--- DATA TO USE Enclosed Below ---

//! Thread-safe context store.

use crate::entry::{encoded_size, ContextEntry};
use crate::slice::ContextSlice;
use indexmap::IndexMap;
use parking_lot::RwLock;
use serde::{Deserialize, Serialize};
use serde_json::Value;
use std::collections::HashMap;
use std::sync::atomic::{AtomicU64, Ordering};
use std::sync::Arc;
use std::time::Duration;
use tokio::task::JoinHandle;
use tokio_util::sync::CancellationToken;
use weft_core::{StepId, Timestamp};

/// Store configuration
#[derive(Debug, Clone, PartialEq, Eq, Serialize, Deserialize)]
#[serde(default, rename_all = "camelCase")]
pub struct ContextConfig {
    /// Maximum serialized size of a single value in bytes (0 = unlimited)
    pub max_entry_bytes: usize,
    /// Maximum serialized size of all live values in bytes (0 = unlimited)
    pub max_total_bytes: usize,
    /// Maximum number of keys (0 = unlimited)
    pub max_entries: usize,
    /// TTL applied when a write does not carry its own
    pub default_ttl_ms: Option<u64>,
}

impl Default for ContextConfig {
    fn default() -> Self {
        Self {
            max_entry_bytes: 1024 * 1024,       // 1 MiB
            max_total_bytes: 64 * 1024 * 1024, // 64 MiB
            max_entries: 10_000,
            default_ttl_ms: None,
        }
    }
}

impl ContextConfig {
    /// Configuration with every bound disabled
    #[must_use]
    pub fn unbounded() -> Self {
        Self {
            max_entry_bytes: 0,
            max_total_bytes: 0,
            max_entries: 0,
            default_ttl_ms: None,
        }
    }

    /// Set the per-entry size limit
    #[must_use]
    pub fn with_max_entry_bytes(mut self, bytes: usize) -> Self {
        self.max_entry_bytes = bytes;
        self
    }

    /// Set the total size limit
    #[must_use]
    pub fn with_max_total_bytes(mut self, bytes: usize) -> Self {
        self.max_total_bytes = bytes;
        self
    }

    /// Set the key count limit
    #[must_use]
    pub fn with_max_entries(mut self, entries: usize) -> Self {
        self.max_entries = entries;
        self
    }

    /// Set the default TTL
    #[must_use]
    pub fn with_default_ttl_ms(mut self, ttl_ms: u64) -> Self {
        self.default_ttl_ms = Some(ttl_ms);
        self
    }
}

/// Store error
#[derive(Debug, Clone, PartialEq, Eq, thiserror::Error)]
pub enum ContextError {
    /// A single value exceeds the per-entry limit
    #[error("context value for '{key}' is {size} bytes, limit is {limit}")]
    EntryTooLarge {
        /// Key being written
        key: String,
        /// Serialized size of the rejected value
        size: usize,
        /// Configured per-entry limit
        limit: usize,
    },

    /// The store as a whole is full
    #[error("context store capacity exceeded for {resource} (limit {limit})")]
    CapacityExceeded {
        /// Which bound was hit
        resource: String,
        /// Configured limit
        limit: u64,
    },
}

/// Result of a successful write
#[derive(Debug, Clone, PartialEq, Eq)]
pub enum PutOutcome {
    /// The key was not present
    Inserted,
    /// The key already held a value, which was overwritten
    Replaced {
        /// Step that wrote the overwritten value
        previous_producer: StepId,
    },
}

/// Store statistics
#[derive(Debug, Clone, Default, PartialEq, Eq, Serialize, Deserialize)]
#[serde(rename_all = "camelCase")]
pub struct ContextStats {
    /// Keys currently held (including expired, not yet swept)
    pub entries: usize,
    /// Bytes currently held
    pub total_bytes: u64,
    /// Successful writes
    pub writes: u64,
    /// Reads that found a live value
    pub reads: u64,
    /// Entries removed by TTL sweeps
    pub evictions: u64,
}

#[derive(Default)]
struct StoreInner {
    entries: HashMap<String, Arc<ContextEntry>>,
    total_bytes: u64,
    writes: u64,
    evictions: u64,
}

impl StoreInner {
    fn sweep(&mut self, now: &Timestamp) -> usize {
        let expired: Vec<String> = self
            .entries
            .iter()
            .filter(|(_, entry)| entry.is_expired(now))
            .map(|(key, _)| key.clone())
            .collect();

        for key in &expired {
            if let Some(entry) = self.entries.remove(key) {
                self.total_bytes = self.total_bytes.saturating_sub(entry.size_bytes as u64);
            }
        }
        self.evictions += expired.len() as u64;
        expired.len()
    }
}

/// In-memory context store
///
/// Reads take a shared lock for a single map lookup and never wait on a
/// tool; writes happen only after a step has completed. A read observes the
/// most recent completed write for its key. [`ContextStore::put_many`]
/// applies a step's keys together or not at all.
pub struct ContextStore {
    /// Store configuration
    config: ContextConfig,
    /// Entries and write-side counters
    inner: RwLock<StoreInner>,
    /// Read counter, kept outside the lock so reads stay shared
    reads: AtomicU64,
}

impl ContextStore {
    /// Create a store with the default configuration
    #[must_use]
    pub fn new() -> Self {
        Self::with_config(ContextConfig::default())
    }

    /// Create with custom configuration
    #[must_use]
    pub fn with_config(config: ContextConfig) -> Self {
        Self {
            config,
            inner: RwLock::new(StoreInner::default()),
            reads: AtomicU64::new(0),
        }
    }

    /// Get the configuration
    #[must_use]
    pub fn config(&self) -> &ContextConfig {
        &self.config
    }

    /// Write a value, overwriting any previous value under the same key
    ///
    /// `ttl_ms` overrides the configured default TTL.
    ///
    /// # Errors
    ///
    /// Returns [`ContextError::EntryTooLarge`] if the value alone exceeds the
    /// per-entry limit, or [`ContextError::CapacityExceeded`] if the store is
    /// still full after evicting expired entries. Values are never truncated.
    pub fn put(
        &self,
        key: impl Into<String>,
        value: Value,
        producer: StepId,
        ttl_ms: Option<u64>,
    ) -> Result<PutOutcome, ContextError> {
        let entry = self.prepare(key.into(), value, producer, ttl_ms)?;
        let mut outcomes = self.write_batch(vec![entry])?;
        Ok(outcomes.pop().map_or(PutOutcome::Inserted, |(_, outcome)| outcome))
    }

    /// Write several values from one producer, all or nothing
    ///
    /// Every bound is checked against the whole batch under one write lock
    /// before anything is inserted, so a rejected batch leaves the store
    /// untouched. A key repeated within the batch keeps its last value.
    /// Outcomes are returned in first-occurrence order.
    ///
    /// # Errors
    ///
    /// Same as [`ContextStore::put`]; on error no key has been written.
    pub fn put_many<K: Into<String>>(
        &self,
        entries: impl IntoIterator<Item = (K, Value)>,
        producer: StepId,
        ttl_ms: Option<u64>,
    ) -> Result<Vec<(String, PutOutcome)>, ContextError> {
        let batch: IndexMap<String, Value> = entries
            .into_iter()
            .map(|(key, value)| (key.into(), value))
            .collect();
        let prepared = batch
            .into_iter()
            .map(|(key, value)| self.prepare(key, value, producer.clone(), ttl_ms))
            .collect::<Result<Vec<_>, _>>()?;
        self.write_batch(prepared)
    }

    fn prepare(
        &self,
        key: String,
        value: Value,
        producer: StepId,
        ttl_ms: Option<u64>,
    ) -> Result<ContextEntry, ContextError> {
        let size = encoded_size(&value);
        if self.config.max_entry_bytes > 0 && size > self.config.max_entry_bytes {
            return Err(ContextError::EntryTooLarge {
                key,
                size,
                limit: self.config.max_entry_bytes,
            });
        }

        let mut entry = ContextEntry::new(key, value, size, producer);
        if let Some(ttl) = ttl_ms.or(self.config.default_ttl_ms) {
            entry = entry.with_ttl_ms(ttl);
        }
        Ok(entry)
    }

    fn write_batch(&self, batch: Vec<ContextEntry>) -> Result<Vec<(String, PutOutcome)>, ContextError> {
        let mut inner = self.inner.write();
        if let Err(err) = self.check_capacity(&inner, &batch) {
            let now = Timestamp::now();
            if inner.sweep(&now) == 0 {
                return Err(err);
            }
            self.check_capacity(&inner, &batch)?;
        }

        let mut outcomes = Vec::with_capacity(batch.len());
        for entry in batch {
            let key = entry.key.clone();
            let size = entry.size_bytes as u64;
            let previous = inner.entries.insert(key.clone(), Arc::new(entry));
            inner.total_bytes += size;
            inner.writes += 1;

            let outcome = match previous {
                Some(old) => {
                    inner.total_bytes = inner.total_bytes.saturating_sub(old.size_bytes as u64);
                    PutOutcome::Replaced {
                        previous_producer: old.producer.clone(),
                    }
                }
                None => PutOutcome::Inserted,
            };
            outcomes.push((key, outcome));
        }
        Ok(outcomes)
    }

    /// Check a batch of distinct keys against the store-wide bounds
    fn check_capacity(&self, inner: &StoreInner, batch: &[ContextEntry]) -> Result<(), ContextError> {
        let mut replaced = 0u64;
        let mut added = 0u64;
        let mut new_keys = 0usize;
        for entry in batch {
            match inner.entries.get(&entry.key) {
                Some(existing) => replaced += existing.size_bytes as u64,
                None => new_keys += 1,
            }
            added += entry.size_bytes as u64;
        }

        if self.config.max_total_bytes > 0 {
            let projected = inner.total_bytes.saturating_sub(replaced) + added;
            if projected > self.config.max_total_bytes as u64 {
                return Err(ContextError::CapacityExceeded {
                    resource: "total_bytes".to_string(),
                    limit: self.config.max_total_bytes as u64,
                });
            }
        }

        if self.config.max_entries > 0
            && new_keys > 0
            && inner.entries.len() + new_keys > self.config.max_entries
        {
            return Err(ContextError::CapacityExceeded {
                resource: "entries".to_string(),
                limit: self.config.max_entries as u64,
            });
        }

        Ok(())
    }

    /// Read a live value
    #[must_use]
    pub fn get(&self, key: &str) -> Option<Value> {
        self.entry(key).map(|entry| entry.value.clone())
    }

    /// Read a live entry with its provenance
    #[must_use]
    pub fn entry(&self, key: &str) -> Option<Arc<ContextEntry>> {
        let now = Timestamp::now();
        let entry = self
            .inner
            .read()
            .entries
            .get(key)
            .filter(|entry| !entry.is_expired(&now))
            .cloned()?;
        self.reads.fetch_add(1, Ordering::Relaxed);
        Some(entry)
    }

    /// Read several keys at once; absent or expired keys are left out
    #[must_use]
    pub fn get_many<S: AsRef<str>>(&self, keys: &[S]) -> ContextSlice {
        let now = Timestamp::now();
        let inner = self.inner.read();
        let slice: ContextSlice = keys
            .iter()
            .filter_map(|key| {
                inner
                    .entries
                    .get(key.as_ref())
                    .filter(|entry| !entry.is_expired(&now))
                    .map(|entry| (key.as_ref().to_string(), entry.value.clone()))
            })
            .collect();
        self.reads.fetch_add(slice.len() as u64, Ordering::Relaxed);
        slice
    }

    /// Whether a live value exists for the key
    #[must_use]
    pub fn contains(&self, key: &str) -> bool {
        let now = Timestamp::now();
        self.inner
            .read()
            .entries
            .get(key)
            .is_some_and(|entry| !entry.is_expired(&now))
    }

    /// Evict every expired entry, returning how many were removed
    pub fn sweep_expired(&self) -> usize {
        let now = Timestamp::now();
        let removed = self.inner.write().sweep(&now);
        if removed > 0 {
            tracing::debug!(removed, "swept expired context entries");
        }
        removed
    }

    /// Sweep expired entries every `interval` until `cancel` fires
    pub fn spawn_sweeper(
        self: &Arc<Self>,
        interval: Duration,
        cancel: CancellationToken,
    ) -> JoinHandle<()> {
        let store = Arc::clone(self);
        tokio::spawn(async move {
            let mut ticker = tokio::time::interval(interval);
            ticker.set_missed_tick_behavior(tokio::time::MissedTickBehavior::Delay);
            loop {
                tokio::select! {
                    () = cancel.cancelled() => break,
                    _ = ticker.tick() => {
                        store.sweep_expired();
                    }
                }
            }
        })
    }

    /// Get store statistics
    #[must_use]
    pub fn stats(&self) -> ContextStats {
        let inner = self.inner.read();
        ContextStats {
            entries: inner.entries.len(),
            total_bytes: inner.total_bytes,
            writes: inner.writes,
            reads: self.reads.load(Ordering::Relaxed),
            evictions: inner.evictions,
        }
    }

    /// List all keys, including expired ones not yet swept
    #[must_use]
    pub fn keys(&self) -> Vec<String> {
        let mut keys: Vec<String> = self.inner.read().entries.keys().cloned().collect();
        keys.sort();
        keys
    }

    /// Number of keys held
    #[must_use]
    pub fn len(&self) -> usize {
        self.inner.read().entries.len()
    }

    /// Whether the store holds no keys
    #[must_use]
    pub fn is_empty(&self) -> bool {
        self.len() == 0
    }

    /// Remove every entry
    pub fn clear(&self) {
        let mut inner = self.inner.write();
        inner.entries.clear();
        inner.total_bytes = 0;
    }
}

--- End of Enclosed DATA TO USE ---

## PROBLEM TO WORK ON
The answer must be a verbatim transcription of the entries above, from the first line through the line that contains "pub struct ContextConfig", and nothing more.

## FINISHED TASK
//! Thread-safe context store.

use crate::entry::{encoded_size, ContextEntry};
use crate::slice::ContextSlice;
use indexmap::IndexMap;
use parking_lot::RwLock;
use serde::{Deserialize, Serialize};
use serde_json::Value;
use std::collections::HashMap;
use std::sync::atomic::{AtomicU64, Ordering};
use std::sync::Arc;
use std::time::Duration;
use tokio::task::JoinHandle;
use tokio_util::sync::CancellationToken;
use weft_core::{StepId, Timestamp};

/// Store configuration
#[derive(Debug, Clone, PartialEq, Eq, Serialize, Deserialize)]
#[serde(default, rename_all = "camelCase")]
pub struct ContextConfig {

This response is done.